Llegar a Panajachel desde ciudad de Guatemala tiene su miga.
Lo primero es salvar el tráfico de salida, lleno de viejos autobuses escolares
norteamericanos convenientemente coloreados, dotados de luces y adornos que
bastarían para montar una feria, atestados hasta el techo y que, renqueantes,
dejan tras de si una humera de aquí te espero. Algunos, por el contrario, los
mantienen – no sé la razón- casi tal cual, de forma que pueden verse los
conocidos rótulos de No-sé-cual School, St. Louis, MO.
Se pasan de largo un par de poblaciones, una de ellas San
Lucas Sacatepéquez, especializadas en fabricar ladrillos, cuya mercancía se
expone en la cuneta, y se atraviesa una singular sierra en la que está
Chimaltenango. Extraño paisaje alpino que uno no espera de Guatemala, con venta
de quesos y casas estilo suizo incluidos. Sololá, ya de noche en la ribera del
lago, se convirtió en una ratonera. Nada más llegar al pueblo, un policía se
puso a abrir paso al autobús por calles de sentido contrario, haciendo parar,
retroceder o apartarse a todo bicho viviente que venía por su sitio. Con un
par. El conductor nos explicaba que aparentemente de esta manera evitarían un
par de giros complicados de la ruta principal. Sí, pero no. Llegados a una
plaza en la que obligatoriamente habíamos de girar, las calles eran tan
estrechas que el autobús tuvo que hacer imposibles. Entretanto, el policía,
cumplido lo que consideraba su deber, cansado ya de espantar a todo quisque
viviente, o viendo la que se le venía encima, sencillamente desapareció; justo
cuando más falta hacía. Con otro par (y lleva cuatro). Tras una dura pugna,
finalmente el conductor tocó una cornisa y rompió una ventanilla, llenando de
cristalitos el interior. El caso es que pasó y salimos de allí. Por suerte era
de noche, porque la bajada por la carretera que une Sololá con Panajachel sólo
nos fue revelada dos días después, al marcharnos, y era de quitar el hipo.

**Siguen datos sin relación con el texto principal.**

//! Protocol engine
//!
//! Owns the transport, the sequence counters and the message handler, and
//! runs the link's control logic from the three serial interrupts:
//!
//! - `on_receive_complete`: store the byte, track frame boundaries, signal
//!   receive-queue overflow with WAIT, dispatch or count finished frames
//! - `on_transmit_complete`: decide whether the pump continues, pausing at
//!   the next frame boundary when a pause was requested
//! - `on_transmit_register_empty`: hand exactly one queued byte to the
//!   hardware and disarm itself
//!
//! Link state lives in the transport's [`LinkStatus`] bits rather than a
//! single state enum, because pausing our own stream, pausing the partner's
//! and waiting for an acknowledgement are independent of each other.

use core::cell::Cell;

use critical_section::Mutex;
use halflink_core::{
    Error, FrameDispatch, LinkAlert, LinkConfig, LinkFlags, LinkStatus, SequenceCounters,
    QUEUE_SIZE,
};
use halflink_hal::Serial;
use portable_atomic::{AtomicU8, Ordering};

use crate::command::{Command, COMMAND_DATA_LENGTH, FRAME_END, OP_RESYNC};
use crate::control::{fixed_payload_len, is_control, ControlCommand, Counters};
use crate::cursor::FrameCursor;
use crate::handler::MessageHandler;
use crate::transport::{Received, Transport};

/// A frame read back out of the receive queue
struct InboundFrame {
    command: Command,
    sequence: Option<u8>,
}

/// Half-duplex link endpoint
pub struct Engine<P, H, const N: usize = QUEUE_SIZE> {
    transport: Transport<P, N>,
    handler: H,
    config: LinkConfig,
    sequence: SequenceCounters,
    /// Tracks frame boundaries of bytes arriving from the hardware
    rx_cursor: Mutex<Cell<FrameCursor>>,
    /// Frames terminated in the receive interrupt but not yet dispatched
    pending_frames: AtomicU8,
}

impl<P, H, const N: usize> Engine<P, H, N> {
    pub const fn new(serial: P, handler: H, config: LinkConfig) -> Self {
        Self {
            transport: Transport::new(serial, config.numbering),
            handler,
            config,
            sequence: SequenceCounters::new(),
            rx_cursor: Mutex::new(Cell::new(FrameCursor::new(config.numbering))),
            pending_frames: AtomicU8::new(0),
        }
    }

    pub const fn transport(&self) -> &Transport<P, N> {
        &self.transport
    }

    pub const fn link(&self) -> &LinkStatus {
        self.transport.link()
    }

    pub const fn sequence(&self) -> &SequenceCounters {
        &self.sequence
    }

    pub const fn handler(&self) -> &H {
        &self.handler
    }

    pub const fn config(&self) -> &LinkConfig {
        &self.config
    }

    /// Frames waiting for [`Engine::poll`]
    pub fn pending_frames(&self) -> u8 {
        self.pending_frames.load(Ordering::Acquire)
    }
}

impl<P: Serial, H: MessageHandler, const N: usize> Engine<P, H, N> {
    /// Send an application command through the normal queue
    ///
    /// Returns the number of bytes queued. A short count means the frame was
    /// truncated on a full queue and the peer will see a damaged frame. The
    /// outgoing counter only advances when at least one byte was queued.
    pub fn send(&self, command: &Command) -> usize {
        let written = self.enqueue(|_| command.clone());
        self.kick();
        written
    }

    /// Send a command that must not be dropped, spinning on a full queue
    ///
    /// On timeout the handler receives [`LinkAlert::ForcedTransmitTimeout`].
    pub fn send_forced(&self, command: &Command) -> Result<(), Error> {
        self.force(|_| command.clone())
    }

    /// Pause our outbound stream at the next frame boundary
    pub fn hold_transmit(&self) {
        let transport = &self.transport;
        transport.link().update(|flags| {
            if flags.contains(LinkFlags::SELF_WAITING) {
                return;
            }
            if !flags.contains(LinkFlags::TRANSMITTING) && transport.tx_at_boundary() {
                flags.insert(LinkFlags::SELF_WAITING);
            } else {
                flags.insert(LinkFlags::REQUEST_SELF_WAIT);
            }
        });
    }

    /// Lift a pause and restart the transmit pump
    pub fn resume_transmit(&self) {
        self.link()
            .remove(LinkFlags::SELF_WAITING | LinkFlags::REQUEST_SELF_WAIT);
        self.transport.begin_transmit();
    }

    /// Send our counters so the peer realigns to them
    pub fn request_resync(&self) -> usize {
        let written = self.enqueue(|counters| ControlCommand::Resync(counters).to_command());
        self.kick();
        written
    }

    /// Dispatch frames counted by the receive interrupt
    ///
    /// Only does work with [`FrameDispatch::Poll`]. Returns the number of
    /// frames taken off the receive queue.
    pub fn poll(&self) -> usize {
        let mut processed = 0;
        while self
            .pending_frames
            .fetch_update(Ordering::AcqRel, Ordering::Acquire, |n| n.checked_sub(1))
            .is_ok()
        {
            self.process_frame();
            processed += 1;
        }
        processed
    }

    /// Drop all queued bytes and return every flag and counter to its
    /// initial value
    pub fn reset(&self) {
        critical_section::with(|cs| {
            self.transport.clear();
            self.transport.link().reset();
            self.sequence.reset();
            self.rx_cursor
                .borrow(cs)
                .set(FrameCursor::new(self.config.numbering));
            self.pending_frames.store(0, Ordering::Release);
        });
        self.transport.serial().disable_tx_empty_interrupt();
    }

    /// Receive-complete interrupt
    pub fn on_receive_complete(&self) {
        let received = self.transport.drive_receive_interrupt();
        let frame_end = critical_section::with(|cs| {
            let cursor = self.rx_cursor.borrow(cs);
            let mut next = cursor.get();
            let end = next.advance(received.byte());
            cursor.set(next);
            end
        });

        if let Received::Dropped(byte) = received {
            trace!("Receive queue full, dropped {:#x}", byte);
            self.signal_overflow();
        }

        if frame_end {
            match self.config.dispatch {
                FrameDispatch::Interrupt => self.process_frame(),
                FrameDispatch::Poll => {
                    let _ = self.pending_frames.fetch_update(
                        Ordering::AcqRel,
                        Ordering::Acquire,
                        |n| Some(n.saturating_add(1)),
                    );
                }
            }
        }
    }

    /// Transmit-complete interrupt
    pub fn on_transmit_complete(&self) {
        let transport = &self.transport;
        let arm = transport.link().update(|flags| {
            if flags.contains(LinkFlags::REQUEST_SELF_WAIT) {
                let at_boundary = transport.tx_at_boundary();
                if at_boundary || transport.tx_head_is_terminator() || transport.tx_len() == 0 {
                    flags.remove(LinkFlags::REQUEST_SELF_WAIT);
                    flags.insert(LinkFlags::SELF_WAITING);
                }
                if !at_boundary {
                    // Flush the rest of the frame first
                    return true;
                }
            }

            if flags.contains(LinkFlags::SELF_WAITING) {
                // Forced control frames pass the pause
                if transport.tx_priority_ready() {
                    return true;
                }
                flags.remove(LinkFlags::TRANSMITTING);
                return false;
            }
            if transport.tx_len() == 0 {
                flags.remove(LinkFlags::TRANSMITTING);
                return false;
            }
            true
        });

        if arm {
            transport.serial().enable_tx_empty_interrupt();
        }
    }

    /// Data-register-empty interrupt
    pub fn on_transmit_register_empty(&self) {
        if self.transport.drive_transmit_interrupt().is_none() {
            self.link().remove(LinkFlags::TRANSMITTING);
        }
        self.transport.serial().disable_tx_empty_interrupt();
    }

    fn counters(&self) -> Counters {
        let (outgoing, incoming) = self.sequence.snapshot();
        Counters { outgoing, incoming }
    }

    /// Start the pump unless our stream is paused with no forced frame
    /// waiting
    fn kick(&self) {
        if !self.link().contains(LinkFlags::SELF_WAITING) || self.transport.tx_priority_ready() {
            self.transport.begin_transmit();
        }
    }

    fn enqueue(&self, compose: impl FnOnce(Counters) -> Command) -> usize {
        critical_section::with(|_| {
            let command = compose(self.counters());
            let sequence = self.config.numbering.then(|| self.sequence.outgoing());
            let written = command.encode_and_enqueue(&self.transport, sequence);
            if written > 0 && self.config.numbering {
                self.sequence.stamp_outgoing();
            }
            written
        })
    }

    fn force(&self, compose: impl FnOnce(Counters) -> Command) -> Result<(), Error> {
        let (command, sequence) = critical_section::with(|_| {
            let command = compose(self.counters());
            let sequence = self
                .config
                .numbering
                .then(|| self.sequence.stamp_outgoing());
            (command, sequence)
        });

        let result =
            command.encode_and_force(&self.transport, sequence, self.config.force_spin_limit);
        self.kick();

        if let Err(err) = result {
            error!(
                "Forced transmit of opcode {:#x} timed out",
                command.opcode
            );
            self.handler.alert(LinkAlert::ForcedTransmitTimeout {
                opcode: command.opcode,
            });
            return Err(err);
        }
        Ok(())
    }

    /// Ask the partner to stop sending; only the first dropped byte does
    fn signal_overflow(&self) {
        let previous = self.link().insert(LinkFlags::PARTNER_WAITING);
        if previous.contains(LinkFlags::PARTNER_WAITING) {
            return;
        }

        warn!("Receive queue overflow, sending WAIT");
        self.link().insert(LinkFlags::WAITING_ACK);
        // Failure has already been reported through the handler's alert
        let _ = self.force(|_| ControlCommand::Wait.to_command());
    }

    fn read_frame(&self) -> Result<Option<InboundFrame>, Error> {
        let transport = &self.transport;
        let Some(opcode) = transport.receive() else {
            return Ok(None);
        };
        if opcode == FRAME_END {
            return Ok(None);
        }

        let numbered = self.config.numbering;
        let sequence = if numbered {
            Some(transport.receive().ok_or(Error::Truncated)?)
        } else {
            None
        };

        let mut command = Command::empty(opcode);
        // Counter bytes are positional and may equal the terminator
        for _ in 0..fixed_payload_len(opcode, numbered) {
            command.append(transport.receive().ok_or(Error::Truncated)?);
        }
        // A missing terminator means it was dropped on overflow
        command.fill_from_receive(transport, COMMAND_DATA_LENGTH);

        Ok(Some(InboundFrame { command, sequence }))
    }

    fn process_frame(&self) {
        let frame = match self.read_frame() {
            Ok(Some(frame)) => frame,
            Ok(None) => return,
            Err(err) => {
                warn!("Discarding frame: {}", err);
                return;
            }
        };

        if let Some(sequence) = frame.sequence {
            let expected = self.sequence.incoming();
            if sequence != expected && frame.command.opcode != OP_RESYNC {
                warn!(
                    "Sequence mismatch: got {}, expected {}",
                    sequence,
                    expected
                );
                self.request_resync();
                return;
            }
        }

        if self.dispatch(&frame.command) {
            self.complete_frame();
        }
    }

    /// Returns `false` if the frame was discarded
    fn dispatch(&self, command: &Command) -> bool {
        match ControlCommand::from_command(command, self.config.numbering) {
            Some(ControlCommand::Wait) => {
                debug!("Partner asked us to wait");
                self.send(&ControlCommand::Ack.to_command());
                self.hold_transmit();
            }
            Some(ControlCommand::Resume(_)) => {
                debug!("Partner resumed us");
                self.resume_transmit();
            }
            Some(ControlCommand::Ack) => {
                let previous = self.link().remove(LinkFlags::WAITING_ACK);
                if !previous.contains(LinkFlags::WAITING_ACK) {
                    // Unsolicited, passed through as data
                    self.handler.handle(command);
                }
            }
            Some(ControlCommand::Resync(counters)) => {
                debug!(
                    "Resync to incoming {}, outgoing {}",
                    counters.outgoing,
                    counters.incoming
                );
                self.sequence.adopt(counters.outgoing, counters.incoming);
            }
            None if is_control(command.opcode) => {
                warn!(
                    "Control frame {:#x} with short payload",
                    command.opcode
                );
                return false;
            }
            None => self.handler.handle(command),
        }
        true
    }

    fn complete_frame(&self) {
        self.sequence.advance_incoming();

        // Taken before the RESUME goes out, so an overflow during the forced
        // send raises a fresh WAIT
        let previous = self.link().remove(LinkFlags::PARTNER_WAITING);
        if previous.contains(LinkFlags::PARTNER_WAITING) {
            let numbered = self.config.numbering;
            debug!("Receive queue drained, sending RESUME");
            // Forced frames start the transmitter even while we are paused
            let _ = self.force(|counters| {
                ControlCommand::Resume(numbered.then_some(counters)).to_command()
            });
        }
    }
}
//! Serial peripheral abstractions
//!
//! Byte-at-a-time primitives for a UART that raises three interrupts:
//! receive-complete, transmit-complete and transmit-data-register-empty.
//!
//! All methods take `&self`: the peripheral is shared between interrupt
//! handlers and mainline code, so implementations use register access or
//! interior mutability rather than exclusive borrows.

/// UART transmitter
pub trait SerialTx {
    /// Hand one byte to the transmit data register.
    ///
    /// Callers check [`SerialTx::is_transmit_ready`] first (or call from the
    /// data-register-empty interrupt, where readiness is implied).
    fn transmit_byte(&self, byte: u8);

    /// Whether the transmit data register can accept a byte
    fn is_transmit_ready(&self) -> bool;
}

/// UART receiver
pub trait SerialRx {
    /// Read the receive data register.
    ///
    /// Reading clears the hardware's data-ready condition even when the
    /// caller ends up discarding the byte.
    fn receive_byte(&self) -> u8;

    /// Whether a received byte is waiting in the data register
    fn is_receive_ready(&self) -> bool;
}

/// Control over the transmit-data-register-empty interrupt
///
/// The transport pumps one byte per empty event and disarms the interrupt
/// afterwards; the transmit-complete handler re-arms it when more bytes
/// should follow.
pub trait TxEmptyInterrupt {
    /// Arm the data-register-empty interrupt
    fn enable_tx_empty_interrupt(&self);

    /// Disarm the data-register-empty interrupt
    fn disable_tx_empty_interrupt(&self);
}

/// Combined serial peripheral
///
/// For UARTs that provide transmit, receive and the empty interrupt on a
/// single peripheral.
pub trait Serial: SerialTx + SerialRx + TxEmptyInterrupt {}

// Blanket implementation
impl<T: SerialTx + SerialRx + TxEmptyInterrupt> Serial for T {}

impl<T: SerialTx + ?Sized> SerialTx for &T {
    fn transmit_byte(&self, byte: u8) {
        (**self).transmit_byte(byte);
    }

    fn is_transmit_ready(&self) -> bool {
        (**self).is_transmit_ready()
    }
}

impl<T: SerialRx + ?Sized> SerialRx for &T {
    fn receive_byte(&self) -> u8 {
        (**self).receive_byte()
    }

    fn is_receive_ready(&self) -> bool {
        (**self).is_receive_ready()
    }
}

impl<T: TxEmptyInterrupt + ?Sized> TxEmptyInterrupt for &T {
    fn enable_tx_empty_interrupt(&self) {
        (**self).enable_tx_empty_interrupt();
    }

    fn disable_tx_empty_interrupt(&self) {
        (**self).disable_tx_empty_interrupt();
    }
}
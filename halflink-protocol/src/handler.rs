//! Application-facing callbacks

use halflink_core::LinkAlert;

use crate::command::Command;

/// Receives decoded application commands from the engine
///
/// Called from whichever context dispatches frames: the receive interrupt
/// with [`FrameDispatch::Interrupt`](halflink_core::FrameDispatch), or the
/// caller of `Engine::poll` otherwise. Implementations should return quickly.
pub trait MessageHandler {
    /// Handle one application command
    fn handle(&self, command: &Command);

    /// The link hit a condition it cannot recover from by itself
    fn alert(&self, alert: LinkAlert) {
        let _ = alert;
    }
}

impl<F> MessageHandler for F
where
    F: Fn(&Command),
{
    fn handle(&self, command: &Command) {
        self(command)
    }
}
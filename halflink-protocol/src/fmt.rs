//! Logging shims
//!
//! Forward to `defmt` when the `defmt` feature is enabled. Without it the
//! statements vanish but still borrow their arguments, so values that exist
//! only for logging do not trigger unused warnings.

#![allow(unused_macros)]

macro_rules! trace {
    ($s:literal $(, $x:expr)* $(,)?) => {{
        #[cfg(feature = "defmt")]
        ::defmt::trace!($s $(, $x)*);
        #[cfg(not(feature = "defmt"))]
        let _ = ($( & $x ),*);
    }};
}

macro_rules! debug {
    ($s:literal $(, $x:expr)* $(,)?) => {{
        #[cfg(feature = "defmt")]
        ::defmt::debug!($s $(, $x)*);
        #[cfg(not(feature = "defmt"))]
        let _ = ($( & $x ),*);
    }};
}

macro_rules! warn {
    ($s:literal $(, $x:expr)* $(,)?) => {{
        #[cfg(feature = "defmt")]
        ::defmt::warn!($s $(, $x)*);
        #[cfg(not(feature = "defmt"))]
        let _ = ($( & $x ),*);
    }};
}

macro_rules! error {
    ($s:literal $(, $x:expr)* $(,)?) => {{
        #[cfg(feature = "defmt")]
        ::defmt::error!($s $(, $x)*);
        #[cfg(not(feature = "defmt"))]
        let _ = ($( & $x ),*);
    }};
}
//! Link state shared between interrupt handlers and mainline code
//!
//! Defines the status register and the sequence counters. Every compound
//! read-modify-write on either runs inside a critical section.

pub mod sequence;
pub mod status;

pub use sequence::SequenceCounters;
pub use status::{LinkFlags, LinkStatus};
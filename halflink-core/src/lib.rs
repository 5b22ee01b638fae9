//! Interrupt-shared state for the Halflink transport
//!
//! This crate contains the pieces of the link that both interrupt handlers
//! and mainline code touch, independent of framing:
//!
//! - Fixed-capacity byte ring buffer
//! - Link status register (atomic bitset with critical-section updates)
//! - Incoming/outgoing sequence counters
//! - Link configuration
//! - Error and alert types

#![cfg_attr(not(test), no_std)]
#![deny(unsafe_code)]

pub mod config;
pub mod error;
pub mod link;
pub mod queue;

pub use config::{FrameDispatch, LinkConfig, DEFAULT_FORCE_SPIN_LIMIT};
pub use error::{Error, LinkAlert};
pub use link::{LinkFlags, LinkStatus, SequenceCounters};
pub use queue::{RingBuffer, QUEUE_SIZE};
//! Link configuration
//!
//! Fixed when the engine is constructed. With the `serde` feature the
//! configuration can be persisted as postcard binary data.

#[cfg(feature = "serde")]
use serde::{Deserialize, Serialize};

/// Default number of retries for a forced transmit
pub const DEFAULT_FORCE_SPIN_LIMIT: u32 = 100_000;

/// Where received frames are decoded and dispatched
#[derive(Debug, Clone, Copy, PartialEq, Eq, Default)]
#[cfg_attr(feature = "defmt", derive(defmt::Format))]
#[cfg_attr(feature = "serde", derive(Serialize, Deserialize))]
pub enum FrameDispatch {
    /// Inside the receive interrupt, as soon as the terminator arrives
    #[default]
    Interrupt,
    /// From mainline code via `Engine::poll`
    Poll,
}

/// Link configuration
#[derive(Debug, Clone, Copy, PartialEq, Eq)]
#[cfg_attr(feature = "defmt", derive(defmt::Format))]
#[cfg_attr(feature = "serde", derive(Serialize, Deserialize))]
pub struct LinkConfig {
    /// Stamp and check a sequence byte after every opcode
    pub numbering: bool,
    /// Frame dispatch context
    pub dispatch: FrameDispatch,
    /// Retries a forced transmit makes before giving up
    pub force_spin_limit: u32,
}

impl Default for LinkConfig {
    fn default() -> Self {
        Self::new()
    }
}

impl LinkConfig {
    /// Numbered frames, interrupt dispatch
    pub const fn new() -> Self {
        Self {
            numbering: true,
            dispatch: FrameDispatch::Interrupt,
            force_spin_limit: DEFAULT_FORCE_SPIN_LIMIT,
        }
    }

    pub const fn with_numbering(mut self, numbering: bool) -> Self {
        self.numbering = numbering;
        self
    }

    pub const fn with_dispatch(mut self, dispatch: FrameDispatch) -> Self {
        self.dispatch = dispatch;
        self
    }

    /// Clamped to at least one attempt
    pub const fn with_force_spin_limit(mut self, limit: u32) -> Self {
        self.force_spin_limit = if limit == 0 { 1 } else { limit };
        self
    }
}

#[cfg(feature = "serde")]
impl LinkConfig {
    /// Serialize into `buf`, returning the used prefix
    pub fn to_slice<'a>(&self, buf: &'a mut [u8]) -> Result<&'a mut [u8], postcard::Error> {
        postcard::to_slice(self, buf)
    }

    /// Deserialize a stored configuration
    pub fn from_bytes(bytes: &[u8]) -> Result<Self, postcard::Error> {
        postcard::from_bytes(bytes)
    }
}
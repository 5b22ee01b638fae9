//! Halflink Command Protocol
//!
//! Framed, half-duplex command/response traffic over one byte-oriented serial
//! port, driven entirely from the port's interrupts. Either end can tell the
//! other to pause when its receive queue fills, and both ends number their
//! frames so a lost or duplicated frame is noticed and repaired.
//!
//! # Wire Format
//!
//! ```text
//! ┌────────┬──────────┬──────────────┬─────┐
//! │ OPCODE │ SEQUENCE │ PAYLOAD      │ END │
//! │ 1B     │ 0-1B     │ 0-4B         │ 1B  │
//! └────────┴──────────┴──────────────┴─────┘
//! ```
//!
//! The sequence byte is present only when numbering is enabled. Payload length
//! is implicit and nothing is escaped.
//!
//! # Control Frames
//!
//! | Opcode | Name   | Payload            |
//! |--------|--------|--------------------|
//! | 0x01   | WAIT   | none               |
//! | 0x06   | ACK    | none               |
//! | 0x11   | RESUME | outgoing, incoming |
//! | 0x16   | RESYNC | outgoing, incoming |
//!
//! Control frames are consumed by the [`Engine`]; everything else goes to the
//! application's [`MessageHandler`].

#![cfg_attr(not(test), no_std)]
#![deny(unsafe_code)]

#[macro_use]
mod fmt;

pub mod command;
pub mod control;
pub mod cursor;
pub mod engine;
pub mod handler;
pub mod transport;

pub use command::{
    Command, COMMAND_DATA_LENGTH, FRAME_END, MAX_FRAME_LEN, OP_ACK, OP_ESCAPE, OP_RESUME,
    OP_RESYNC, OP_WAIT,
};
pub use control::{ControlCommand, Counters};
pub use cursor::FrameCursor;
pub use engine::Engine;
pub use handler::MessageHandler;
pub use transport::{Received, Transport, TransportStatus};
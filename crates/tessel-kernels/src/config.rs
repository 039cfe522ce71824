//! Execution configuration for the rearrangement kernels
//!
//! The copy kernel splits the output index space across the rayon thread
//! pool once a call is large enough for the fan-out to pay off.
//!
//! # Environment Variables
//!
//! - `TESSEL_MIN_PARALLEL_LEN`: element count at which the kernel goes parallel
//! - `TESSEL_PARALLEL`: `0`, `false` or `off` disables parallel execution

/// Default element count at which the copy kernel goes parallel
pub const DEFAULT_MIN_PARALLEL_LEN: usize = 10_000;

/// Configuration for one rearrangement call
///
/// # Examples
///
/// ```
/// use tessel_kernels::RearrangeConfig;
///
/// let config = RearrangeConfig::default().with_min_parallel_len(4096);
/// assert!(config.parallel);
/// assert_eq!(config.min_parallel_len, 4096);
///
/// assert!(!RearrangeConfig::sequential().parallel);
/// ```
#[derive(Debug, Clone, PartialEq, Eq)]
pub struct RearrangeConfig {
    /// Minimum output size to use parallel processing (default: 10,000)
    pub min_parallel_len: usize,

    /// Allow parallel execution at all
    pub parallel: bool,

    /// Elements per parallel task (None = auto)
    pub chunk_size: Option<usize>,
}

impl Default for RearrangeConfig {
    fn default() -> Self {
        Self {
            min_parallel_len: DEFAULT_MIN_PARALLEL_LEN,
            parallel: true,
            chunk_size: None,
        }
    }
}

impl RearrangeConfig {
    /// Configuration that never spawns parallel work
    pub fn sequential() -> Self {
        Self {
            parallel: false,
            ..Self::default()
        }
    }

    /// Defaults overridden by `TESSEL_MIN_PARALLEL_LEN` and `TESSEL_PARALLEL`
    ///
    /// Used by the entry points that take no explicit configuration.
    /// Unparseable values are ignored.
    pub fn from_env() -> Self {
        let mut config = Self::default();
        if let Some(len) = std::env::var("TESSEL_MIN_PARALLEL_LEN")
            .ok()
            .and_then(|s| s.trim().parse::<usize>().ok())
        {
            config.min_parallel_len = len;
        }
        if let Ok(flag) = std::env::var("TESSEL_PARALLEL") {
            if let Some(parallel) = parse_flag(&flag) {
                config.parallel = parallel;
            }
        }
        config
    }

    pub fn with_parallel(mut self, parallel: bool) -> Self {
        self.parallel = parallel;
        self
    }

    pub fn with_min_parallel_len(mut self, len: usize) -> Self {
        self.min_parallel_len = len;
        self
    }

    pub fn with_chunk_size(mut self, chunk_size: usize) -> Self {
        self.chunk_size = Some(chunk_size.max(1));
        self
    }

    /// Whether a call writing `len` elements should run in parallel.
    ///
    /// Always false when the `parallel` feature is disabled.
    pub fn use_parallel(&self, len: usize) -> bool {
        cfg!(feature = "parallel") && self.parallel && len >= self.min_parallel_len
    }
}

fn parse_flag(s: &str) -> Option<bool> {
    match s.trim().to_lowercase().as_str() {
        "1" | "true" | "on" | "yes" => Some(true),
        "0" | "false" | "off" | "no" => Some(false),
        _ => None,
    }
}

#[cfg(test)]
mod tests {
    use super::*;

    #[test]
    fn test_default_config() {
        let config = RearrangeConfig::default();
        assert_eq!(config.min_parallel_len, 10_000);
        assert!(config.parallel);
        assert_eq!(config.chunk_size, None);
    }

    #[test]
    fn test_builders() {
        let config = RearrangeConfig::default()
            .with_parallel(false)
            .with_min_parallel_len(1)
            .with_chunk_size(0);
        assert!(!config.parallel);
        assert_eq!(config.min_parallel_len, 1);
        assert_eq!(config.chunk_size, Some(1));
    }

    #[test]
    fn test_use_parallel_threshold() {
        let config = RearrangeConfig::default().with_min_parallel_len(100);
        assert!(!config.use_parallel(99));
        assert_eq!(config.use_parallel(100), cfg!(feature = "parallel"));
        assert!(!RearrangeConfig::sequential().use_parallel(1_000_000));
    }

    #[test]
    fn test_from_env_overrides() {
        std::env::set_var("TESSEL_MIN_PARALLEL_LEN", " 512 ");
        std::env::set_var("TESSEL_PARALLEL", "off");
        let config = RearrangeConfig::from_env();
        assert_eq!(config.min_parallel_len, 512);
        assert!(!config.parallel);

        std::env::set_var("TESSEL_MIN_PARALLEL_LEN", "lots");
        std::env::set_var("TESSEL_PARALLEL", "maybe");
        assert_eq!(RearrangeConfig::from_env(), RearrangeConfig::default());

        std::env::remove_var("TESSEL_MIN_PARALLEL_LEN");
        std::env::remove_var("TESSEL_PARALLEL");
        assert_eq!(RearrangeConfig::from_env(), RearrangeConfig::default());
    }

    #[test]
    fn test_parse_flag() {
        assert_eq!(parse_flag("OFF"), Some(false));
        assert_eq!(parse_flag(" 1 "), Some(true));
        assert_eq!(parse_flag("maybe"), None);
    }
}
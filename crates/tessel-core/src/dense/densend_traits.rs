//! # DenseND - Trait Implementations
//!
//! - `Debug`
//! - `PartialEq` (shape and logical content)

use super::types::DenseND;
use scirs2_core::numeric::Num;
use std::fmt;

impl<T: fmt::Debug + Clone + Num> fmt::Debug for DenseND<T> {
    fn fmt(&self, f: &mut fmt::Formatter<'_>) -> fmt::Result {
        f.debug_struct("DenseND")
            .field("shape", &self.shape())
            .field("rank", &self.rank())
            .field("data", &self.data)
            .finish()
    }
}

impl<T: Clone + Num> PartialEq for DenseND<T> {
    fn eq(&self, other: &Self) -> bool {
        self.shape() == other.shape() && self.data.iter().eq(other.data.iter())
    }
}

Aquella noche sólo notamos la inclinación y las curvas, pero no veíamos el
precipicio.
El amanecer fue memorable. Desde el hotel se veían los tres
volcanes que rodean el lago: Atitlán, Tolimán y San Pedro. Un día claro,
soleado, ideal. El de san Pedro, frente a nosotros, tenía encima una nube que
era otro cono pero invertido. Foto foto foto (se me pusieron los ojos oblicuos
y la piel amarillenta, es cierto, pero no podía dejar de darle al pulsador).
Barco hacia Santiago. La ribera estaba tachonada con unas
casonas de aquí te espero, para las que el guía nos mencionó algunos nombres
hollywoodenses. Para llegar a ellas hace falta un barco o un helicóptero, que
es como llegan los ricos propietarios. Envidia, sí. Por lo demás, obviando las
mansiones, la orilla, escarpada, es preciosa, verde, brutal. Hay pequeñas
barquitas de pesca – canoas más bien- con un solo tipo que echa una minúscula
red y la jala una y otra vez. Llegamos, tras un crucero que se hace corto, a
Santiago de Atitlán.
Hay que subir una buena cuesta llena de puestos. Hay
mercado o es un mercado, no sé. Creo que lo segundo. Los vendedores se ponen un
poco pesados a veces, pero es tolerable, sin agobios. Venden huipiles –las
blusas bordadas tan típicas-, colgantes en forma de quetzales (con plumas que
serán de cualquier otro ave, por descontado, pues no son escasos ni nada),
pulseras, zapatos, faldas y telas. Miles de telas estampadas, increíblemente
variadas, coloridas. Un imán para la vista. Sigues subiendo y llegas al mercado
menos “para guiris” donde te ofrecen hortalizas y verduras pero sin ningún
énfasis, sabedores de que no eres cliente potencial (no nos conocen, je). Ajos
y cebollas predominan. Compraremos frijoles, pero más adelante. Ellos, los más
viejos, levan unos pantalones curiosísimos, estampados, como largas bermudas,
acompañados de una americana y un sombrero. Qué extraña combinación.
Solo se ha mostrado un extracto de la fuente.